Exercise aim: When the word "manager" shows up in a line of the records below, copy that line.

(Beginning of Data for this task)

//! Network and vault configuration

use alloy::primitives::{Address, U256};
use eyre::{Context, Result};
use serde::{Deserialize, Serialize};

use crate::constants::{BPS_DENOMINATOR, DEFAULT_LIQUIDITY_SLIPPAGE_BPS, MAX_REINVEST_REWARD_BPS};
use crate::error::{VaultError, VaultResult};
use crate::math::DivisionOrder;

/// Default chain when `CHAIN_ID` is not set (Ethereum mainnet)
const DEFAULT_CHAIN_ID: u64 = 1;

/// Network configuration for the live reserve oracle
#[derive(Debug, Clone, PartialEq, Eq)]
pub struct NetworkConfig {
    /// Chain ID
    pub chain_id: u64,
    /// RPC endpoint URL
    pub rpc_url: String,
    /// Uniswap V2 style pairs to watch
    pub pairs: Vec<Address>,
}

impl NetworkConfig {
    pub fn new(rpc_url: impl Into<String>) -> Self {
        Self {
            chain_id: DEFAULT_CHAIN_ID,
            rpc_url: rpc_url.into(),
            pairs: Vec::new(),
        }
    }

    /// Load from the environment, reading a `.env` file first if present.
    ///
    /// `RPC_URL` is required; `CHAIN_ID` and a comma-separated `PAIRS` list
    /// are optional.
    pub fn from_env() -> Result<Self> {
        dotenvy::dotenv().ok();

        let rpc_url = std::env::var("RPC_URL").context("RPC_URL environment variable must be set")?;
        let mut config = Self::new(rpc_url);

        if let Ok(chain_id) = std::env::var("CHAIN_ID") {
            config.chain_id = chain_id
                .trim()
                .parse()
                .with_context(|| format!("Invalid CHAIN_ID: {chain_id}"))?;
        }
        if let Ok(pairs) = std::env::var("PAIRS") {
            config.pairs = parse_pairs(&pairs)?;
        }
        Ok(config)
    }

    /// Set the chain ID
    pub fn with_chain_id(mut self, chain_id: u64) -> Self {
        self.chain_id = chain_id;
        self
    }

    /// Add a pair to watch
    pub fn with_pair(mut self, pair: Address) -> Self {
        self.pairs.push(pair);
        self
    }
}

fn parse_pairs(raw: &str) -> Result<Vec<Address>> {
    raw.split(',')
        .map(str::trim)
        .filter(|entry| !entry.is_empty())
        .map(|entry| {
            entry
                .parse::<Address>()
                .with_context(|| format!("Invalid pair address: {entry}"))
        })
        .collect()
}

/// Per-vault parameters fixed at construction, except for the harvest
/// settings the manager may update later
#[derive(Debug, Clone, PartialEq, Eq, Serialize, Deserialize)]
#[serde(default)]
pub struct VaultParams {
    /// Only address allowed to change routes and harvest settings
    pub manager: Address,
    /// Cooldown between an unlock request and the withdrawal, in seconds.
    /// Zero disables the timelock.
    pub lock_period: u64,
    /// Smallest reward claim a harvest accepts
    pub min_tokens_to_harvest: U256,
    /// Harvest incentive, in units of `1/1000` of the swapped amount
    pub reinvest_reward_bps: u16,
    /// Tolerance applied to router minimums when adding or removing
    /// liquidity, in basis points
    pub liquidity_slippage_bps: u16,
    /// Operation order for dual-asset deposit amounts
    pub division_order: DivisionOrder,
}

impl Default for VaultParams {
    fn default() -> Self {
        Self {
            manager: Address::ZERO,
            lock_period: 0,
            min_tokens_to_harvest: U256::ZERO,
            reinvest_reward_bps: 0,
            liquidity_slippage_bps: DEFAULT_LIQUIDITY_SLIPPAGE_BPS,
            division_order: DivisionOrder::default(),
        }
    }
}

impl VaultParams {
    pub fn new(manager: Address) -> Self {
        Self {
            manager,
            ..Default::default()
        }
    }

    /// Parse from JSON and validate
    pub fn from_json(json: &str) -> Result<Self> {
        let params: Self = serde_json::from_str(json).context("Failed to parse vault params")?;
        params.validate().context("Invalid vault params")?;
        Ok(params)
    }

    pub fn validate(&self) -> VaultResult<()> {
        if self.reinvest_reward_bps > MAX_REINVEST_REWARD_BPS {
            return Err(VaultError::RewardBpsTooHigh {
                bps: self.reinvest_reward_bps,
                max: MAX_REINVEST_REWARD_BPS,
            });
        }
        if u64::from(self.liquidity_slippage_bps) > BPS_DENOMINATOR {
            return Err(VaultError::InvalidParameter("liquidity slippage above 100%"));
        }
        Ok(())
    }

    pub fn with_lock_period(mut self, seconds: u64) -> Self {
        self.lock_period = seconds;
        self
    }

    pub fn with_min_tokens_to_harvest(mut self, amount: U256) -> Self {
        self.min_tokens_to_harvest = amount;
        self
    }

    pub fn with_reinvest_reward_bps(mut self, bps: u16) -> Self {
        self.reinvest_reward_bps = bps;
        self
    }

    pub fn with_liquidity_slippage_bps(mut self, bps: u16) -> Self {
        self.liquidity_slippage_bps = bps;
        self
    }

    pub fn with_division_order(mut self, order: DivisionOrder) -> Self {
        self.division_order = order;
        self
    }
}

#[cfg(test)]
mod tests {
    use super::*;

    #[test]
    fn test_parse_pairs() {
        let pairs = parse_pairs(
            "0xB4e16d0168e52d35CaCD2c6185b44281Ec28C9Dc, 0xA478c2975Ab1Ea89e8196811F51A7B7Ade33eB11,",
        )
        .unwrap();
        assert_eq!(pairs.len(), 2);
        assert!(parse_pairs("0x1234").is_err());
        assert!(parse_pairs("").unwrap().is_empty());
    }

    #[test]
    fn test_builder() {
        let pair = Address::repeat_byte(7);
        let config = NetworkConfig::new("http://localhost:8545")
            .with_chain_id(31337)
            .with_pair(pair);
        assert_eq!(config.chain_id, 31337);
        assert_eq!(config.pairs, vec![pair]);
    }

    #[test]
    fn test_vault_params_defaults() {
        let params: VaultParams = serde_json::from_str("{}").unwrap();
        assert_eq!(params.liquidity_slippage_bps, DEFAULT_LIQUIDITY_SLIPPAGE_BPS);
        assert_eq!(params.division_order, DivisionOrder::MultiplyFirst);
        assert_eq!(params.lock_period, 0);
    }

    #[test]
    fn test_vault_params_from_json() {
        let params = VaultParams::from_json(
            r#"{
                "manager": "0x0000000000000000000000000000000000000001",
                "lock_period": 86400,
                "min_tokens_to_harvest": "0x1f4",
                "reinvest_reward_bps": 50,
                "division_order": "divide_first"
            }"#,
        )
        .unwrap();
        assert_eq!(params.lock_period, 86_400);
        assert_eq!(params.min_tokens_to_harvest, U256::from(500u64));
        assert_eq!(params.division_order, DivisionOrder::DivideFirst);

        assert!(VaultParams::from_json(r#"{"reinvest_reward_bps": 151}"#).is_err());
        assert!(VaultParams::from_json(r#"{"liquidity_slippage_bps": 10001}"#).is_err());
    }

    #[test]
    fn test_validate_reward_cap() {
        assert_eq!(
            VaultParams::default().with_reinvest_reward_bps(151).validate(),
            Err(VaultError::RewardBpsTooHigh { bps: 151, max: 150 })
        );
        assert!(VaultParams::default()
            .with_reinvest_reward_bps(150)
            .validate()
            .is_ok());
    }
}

(End of Data for this task)

Exercise output:
/// settings the manager may update later
    pub manager: Address,
            manager: Address::ZERO,
    pub fn new(manager: Address) -> Self {
            manager,
                "manager": "0x0000000000000000000000000000000000000001",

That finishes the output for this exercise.